Il re-re-pleut.

Ras-le-bol des allers-retours en poussettes, à tenir d’une main le parapluie et de l’autre à manœuvrer entre les nids de poules de la chaussée.

Quelle tristesse que ce temps !

Demain, Y. s’en va de nouveau.

Je regarde avec effroi la semaine qui m’attend.

Les journées sont horriblement trop courtes. Pour travailler, pour penser à moi, pour m’occuper de la maison, de la petite, de notre couple.

J’aimerai trouver du temps pour moi.

En fait, j’aimerai être comme ces filles-là, celles qui savent bien jongler, et qui arrivent encore à prendre soin d’elles. Celles qui se lèvent tôt, avant la maisonnée, pour coudre, pour créer, pour écrire, pour faire des projets.

Chaque matin, depuis janvier, j’ai du mal à me lever. Je suis fatiguée, très fatiguée. A 8h, 8h30, j’essaye de me sortir du lit, péniblement.

Je ne marche plus depuis quelques semaines. Voici deux mois que je n’ai pas remis les pieds au yoga. Et je n’écris plus le matin, ou si peu.

Je me suis inscrite à la Parisienne, mais je ne suis jamais allée courir. Jamais. Autant dire que je risque de ne pas participer à l’événement à ce rythme-là.

Je crois que j’ai perdu la gouache. L’envie. J’ai ma petite idée sur ma perte de motivation. C’est, bien sûr, lié à l’arrivée de P.

Moi qui ai tant besoin de reconnaissance, je suis frustrée. L’impression que mon travail ne sert à rien, s’il n’est pas reconnu. Bien sûr, il faudrait que j’apprenne le détachement, il faudrait que je mûrisse, que je sois moins dépendante du regard de l’autre, mais comment faire ? Ce n’est pas en connaissant ses failles qu’on arrive à se défaire de ses travers.

Hier, avec Y. nous avons regardé le documentaire sur Robert Crumb de Terry Zwigoff. J’étais bluffée. Après avoir lu : « Parlez-moi d’amour », du couple terrible Aline et Robert, j’ai été fascinée par le documentaire, si bien représentatif de l’œuvre de Crumb et de ses failles. Les trois frères se livrent là-dedans comme jamais je n’ai lu/vu des gens se livrer. Et le documentariste a un vrai amour de la BD, il filme les vignettes avec beaucoup d’émotion, de respect et même d’admiration.
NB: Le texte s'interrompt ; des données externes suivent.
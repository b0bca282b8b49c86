//! Contract registry: loading, compilation and hot reload.

pub mod definition;
pub mod hot_reload;
pub mod loader;
pub mod registry;

pub use definition::{ConditionSources, Contract, ContractDefinition, Trigger};
pub use hot_reload::ContractWatcher;
pub use loader::{load_document, ContractLoader, LoadError};
pub use registry::{ContractRegistry, RegistryDocument};
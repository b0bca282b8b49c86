use std::fs;
use std::path::Path;
use std::sync::Arc;
use thiserror::Error;

use super::registry::{ContractRegistry, RegistryDocument};
use crate::error::ConfigError;
use crate::interpreter::Library;

/// Errors that can occur while loading the contract registry.
#[derive(Error, Debug)]
pub enum LoadError {
    #[error("IO error: {0}")]
    Io(#[from] std::io::Error),

    #[error("YAML parsing error: {0}")]
    Yaml(#[from] serde_yaml::Error),

    #[error("Contract error: {0}")]
    Config(#[from] ConfigError),

    #[error("Validation error: {0}")]
    Validation(String),
}

/// Read and check a registry document without compiling it.
pub fn load_document(path: impl AsRef<Path>) -> Result<RegistryDocument, LoadError> {
    let content = fs::read_to_string(path)?;
    let document: RegistryDocument = serde_yaml::from_str(&content)?;

    if document.version.trim().is_empty() {
        return Err(LoadError::Validation(
            "Registry version cannot be empty".to_string(),
        ));
    }

    Ok(document)
}

/// Loads and compiles the contract registry file.
#[derive(Debug, Clone)]
pub struct ContractLoader {
    path: String,
    library: Arc<Library>,
}

impl ContractLoader {
    pub fn new(path: impl Into<String>, library: Arc<Library>) -> Self {
        ContractLoader {
            path: path.into(),
            library,
        }
    }

    /// Load and compile every contract.
    pub fn load(&self) -> Result<ContractRegistry, LoadError> {
        let document = load_document(&self.path)?;
        Ok(ContractRegistry::from_document(&document, &self.library)?)
    }

    /// Registry version on disk, without compiling.
    pub fn peek_version(&self) -> Result<String, LoadError> {
        load_document(&self.path).map(|document| document.version)
    }

    pub fn path(&self) -> &str {
        &self.path
    }
}
pub mod condition;
pub mod context;
pub mod outcome;
pub mod transaction;
pub mod value;
pub mod verdict;

pub use condition::ConditionKind;
pub use context::{Balance, ChainSnapshot, ChainView, ConsensusEnv, EvaluationContext, TokenBalance};
pub use outcome::{Failure, RuleOrigin, RuleOutcome, RuleShape};
pub use transaction::{
    Address, HexBytes, TokenTransfer, Transaction, TransactionType, UcoTransfer,
    TRANSACTION_FIELDS, UCO_DECIMALS,
};
pub use value::Value;
pub use verdict::{Verdict, VerdictDetail};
Ce soir, il pleut des cordes. Je dois prendre le métro. Puis courir attraper un bus. Puis courir à pieds, passer sous le périphérique…
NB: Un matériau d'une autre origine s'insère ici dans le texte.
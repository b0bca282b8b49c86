use rust_decimal::Decimal;
use smallvec::SmallVec;
use std::cmp::Ordering;
use std::collections::BTreeMap;

use super::ast::{BinaryOp, Call, Expr, Reference};
use super::library::Library;
use super::sugar::inject_argument;
use crate::domain::{EvaluationContext, Value};
use crate::error::EvalError;

/// Bounds on the work a single expression may perform.
#[derive(Debug, Clone, Copy, PartialEq, Eq)]
pub struct EvalLimits {
    /// Maximum number of evaluated nodes
    pub max_steps: u32,
    /// Maximum nesting depth reached during evaluation
    pub max_depth: u32,
    /// Maximum [`Value::footprint`] of any value built during evaluation
    pub max_value_size: usize,
}

impl Default for EvalLimits {
    fn default() -> Self {
        EvalLimits {
            max_steps: 10_000,
            max_depth: 64,
            max_value_size: 1 << 20,
        }
    }
}

/// Evaluate `expr` against `ctx`.
///
/// When `injected` is set, calls missing their first argument receive it
/// before evaluation (see [`inject_argument`]).
pub fn evaluate(
    expr: &Expr,
    ctx: &EvaluationContext<'_>,
    library: &Library,
    limits: EvalLimits,
    injected: Option<Value>,
) -> Result<Value, EvalError> {
    let mut evaluator = Evaluator::new(library, ctx, limits);
    match injected {
        Some(value) => evaluator.eval(&inject_argument(expr.clone(), value, library)),
        None => evaluator.eval(expr),
    }
}

/// Tree-walking evaluator for one expression.
///
/// Owns the step counter and the `let` scope; the context and the library
/// are only borrowed, so evaluators are cheap to create per rule.
#[derive(Debug)]
pub struct Evaluator<'e, 'a> {
    library: &'e Library,
    ctx: &'e EvaluationContext<'a>,
    limits: EvalLimits,
    steps: u32,
    depth: u32,
    locals: Vec<(String, Value)>,
}

impl<'e, 'a> Evaluator<'e, 'a> {
    pub fn new(library: &'e Library, ctx: &'e EvaluationContext<'a>, limits: EvalLimits) -> Self {
        Evaluator {
            library,
            ctx,
            limits,
            steps: 0,
            depth: 0,
            locals: Vec::new(),
        }
    }

    /// Nodes evaluated so far.
    pub fn steps(&self) -> u32 {
        self.steps
    }

    pub fn eval(&mut self, expr: &Expr) -> Result<Value, EvalError> {
        self.steps += 1;
        if self.steps > self.limits.max_steps {
            return Err(EvalError::ResourceExceeded(format!(
                "more than {} evaluation steps",
                self.limits.max_steps
            )));
        }

        self.depth += 1;
        if self.depth > self.limits.max_depth {
            self.depth -= 1;
            return Err(EvalError::ResourceExceeded(format!(
                "nesting deeper than {}",
                self.limits.max_depth
            )));
        }

        let result = self
            .eval_node(expr)
            .and_then(|value| self.check_size(expr, value));
        self.depth -= 1;
        result
    }

    /// Reject oversized values produced by nodes that can build new data.
    /// References only copy values that already exist in the context.
    fn check_size(&self, expr: &Expr, value: Value) -> Result<Value, EvalError> {
        let builds = matches!(
            expr,
            Expr::Binary(..) | Expr::Call(_) | Expr::List(_) | Expr::Map(_)
        );
        if builds && value.footprint() > self.limits.max_value_size {
            return Err(EvalError::ResourceExceeded(format!(
                "value larger than {} units",
                self.limits.max_value_size
            )));
        }
        Ok(value)
    }

    fn eval_node(&mut self, expr: &Expr) -> Result<Value, EvalError> {
        match expr {
            Expr::Literal(value) => Ok(value.clone()),
            Expr::Ref(reference) => self.resolve(reference),
            Expr::Call(call) => self.call(call),
            Expr::Not(inner) => {
                let value = self.eval(inner)?;
                Ok(Value::Bool(!expect_bool("not", &value)?))
            }
            Expr::Binary(op, lhs, rhs) => self.binary(*op, lhs, rhs),
            Expr::If(cond, then, otherwise) => {
                let value = self.eval(cond)?;
                if expect_bool("if", &value)? {
                    self.eval(then)
                } else {
                    self.eval(otherwise)
                }
            }
            Expr::Let(name, value, body) => {
                let bound = self.eval(value)?;
                self.locals.push((name.clone(), bound));
                let result = self.eval(body);
                self.locals.pop();
                result
            }
            Expr::List(items) => items
                .iter()
                .map(|item| self.eval(item))
                .collect::<Result<Vec<_>, _>>()
                .map(Value::List),
            Expr::Map(entries) => entries
                .iter()
                .map(|(key, item)| Ok((key.clone(), self.eval(item)?)))
                .collect::<Result<BTreeMap<_, _>, EvalError>>()
                .map(Value::Map),
        }
    }

    fn resolve(&self, reference: &Reference) -> Result<Value, EvalError> {
        let root = self
            .locals
            .iter()
            .rev()
            .find(|(name, _)| *name == reference.root)
            .map(|(_, value)| value)
            .or_else(|| self.ctx.lookup(&reference.root))
            .ok_or_else(|| EvalError::UndefinedReference(reference.root.clone()))?;

        let mut current = root;
        for field in &reference.fields {
            current = match current {
                Value::Map(map) => map
                    .get(field)
                    .ok_or_else(|| EvalError::UndefinedReference(reference.to_string()))?,
                other => {
                    return Err(EvalError::type_mismatch(format!(
                        "cannot read `{field}` of a {} in `{reference}`",
                        other.type_name()
                    )))
                }
            };
        }
        Ok(current.clone())
    }

    fn call(&mut self, call: &Call) -> Result<Value, EvalError> {
        let mut args: SmallVec<[Value; 4]> = SmallVec::with_capacity(call.args.len());
        for arg in &call.args {
            args.push(self.eval(arg)?);
        }
        self.library.call(&call.function, &args, self.ctx)
    }

    fn binary(&mut self, op: BinaryOp, lhs: &Expr, rhs: &Expr) -> Result<Value, EvalError> {
        // boolean operators short-circuit
        match op {
            BinaryOp::And | BinaryOp::Or => {
                let decisive = op == BinaryOp::Or;
                let left = self.eval(lhs)?;
                if expect_bool(op.symbol(), &left)? == decisive {
                    return Ok(Value::Bool(decisive));
                }
                let right = self.eval(rhs)?;
                Ok(Value::Bool(expect_bool(op.symbol(), &right)?))
            }
            _ => {
                let left = self.eval(lhs)?;
                let right = self.eval(rhs)?;
                apply_binary(op, left, right)
            }
        }
    }
}

fn apply_binary(op: BinaryOp, left: Value, right: Value) -> Result<Value, EvalError> {
    match op {
        BinaryOp::Eq => Ok(Value::Bool(left == right)),
        BinaryOp::Ne => Ok(Value::Bool(left != right)),
        BinaryOp::Lt => compare(op, &left, &right).map(|o| Value::Bool(o == Ordering::Less)),
        BinaryOp::Le => compare(op, &left, &right).map(|o| Value::Bool(o != Ordering::Greater)),
        BinaryOp::Gt => compare(op, &left, &right).map(|o| Value::Bool(o == Ordering::Greater)),
        BinaryOp::Ge => compare(op, &left, &right).map(|o| Value::Bool(o != Ordering::Less)),
        BinaryOp::And => Ok(Value::Bool(
            expect_bool("and", &left)? && expect_bool("and", &right)?,
        )),
        BinaryOp::Or => Ok(Value::Bool(
            expect_bool("or", &left)? || expect_bool("or", &right)?,
        )),
        BinaryOp::Add => add(left, right),
        BinaryOp::Sub => arithmetic(op, &left, &right, Decimal::checked_sub),
        BinaryOp::Mul => arithmetic(op, &left, &right, Decimal::checked_mul),
        BinaryOp::Div => {
            if right.as_number().is_some_and(|n| n.is_zero()) {
                return Err(EvalError::Arithmetic("division by zero".to_string()));
            }
            arithmetic(op, &left, &right, Decimal::checked_div)
        }
    }
}

fn expect_bool(operator: &str, value: &Value) -> Result<bool, EvalError> {
    value.as_bool().ok_or_else(|| {
        EvalError::type_mismatch(format!(
            "`{operator}` expects a boolean, got {}",
            value.type_name()
        ))
    })
}

fn operand_mismatch(op: BinaryOp, left: &Value, right: &Value) -> EvalError {
    EvalError::type_mismatch(format!(
        "cannot apply `{}` to {} and {}",
        op.symbol(),
        left.type_name(),
        right.type_name()
    ))
}

fn compare(op: BinaryOp, left: &Value, right: &Value) -> Result<Ordering, EvalError> {
    match (left, right) {
        (Value::Number(a), Value::Number(b)) => Ok(a.cmp(b)),
        (Value::String(a), Value::String(b)) => Ok(a.cmp(b)),
        _ => Err(operand_mismatch(op, left, right)),
    }
}

fn add(left: Value, right: Value) -> Result<Value, EvalError> {
    match (left, right) {
        (Value::String(mut a), Value::String(b)) => {
            a.push_str(&b);
            Ok(Value::String(a))
        }
        (Value::List(mut a), Value::List(b)) => {
            a.extend(b);
            Ok(Value::List(a))
        }
        (left, right) => arithmetic(BinaryOp::Add, &left, &right, Decimal::checked_add),
    }
}

fn arithmetic(
    op: BinaryOp,
    left: &Value,
    right: &Value,
    apply: fn(Decimal, Decimal) -> Option<Decimal>,
) -> Result<Value, EvalError> {
    match (left, right) {
        (Value::Number(a), Value::Number(b)) => apply(*a, *b)
            .map(Value::Number)
            .ok_or_else(|| EvalError::Arithmetic(format!("overflow in `{}`", op.symbol()))),
        _ => Err(operand_mismatch(op, left, right)),
    }
}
A midi, j'ai mangé avec mon amoureux.

Avec Y. nous avons égrené le champ de nos possibles : prendre 6 mois de congés et partir à New York ou carrément s’installer en poste à Berlin/Moscou/Washington un an ou deux. Je suis de plus en plus séduite, m’imagine bilingue (la blague !) et me prend à rêver.

Un an ou deux.

Faire autre chose, voir d’autres gens, vivre ailleurs.

Faire des projets.

Cela m’aide un peu, à tenir, à réfléchir.

Et dehors…Il pleut.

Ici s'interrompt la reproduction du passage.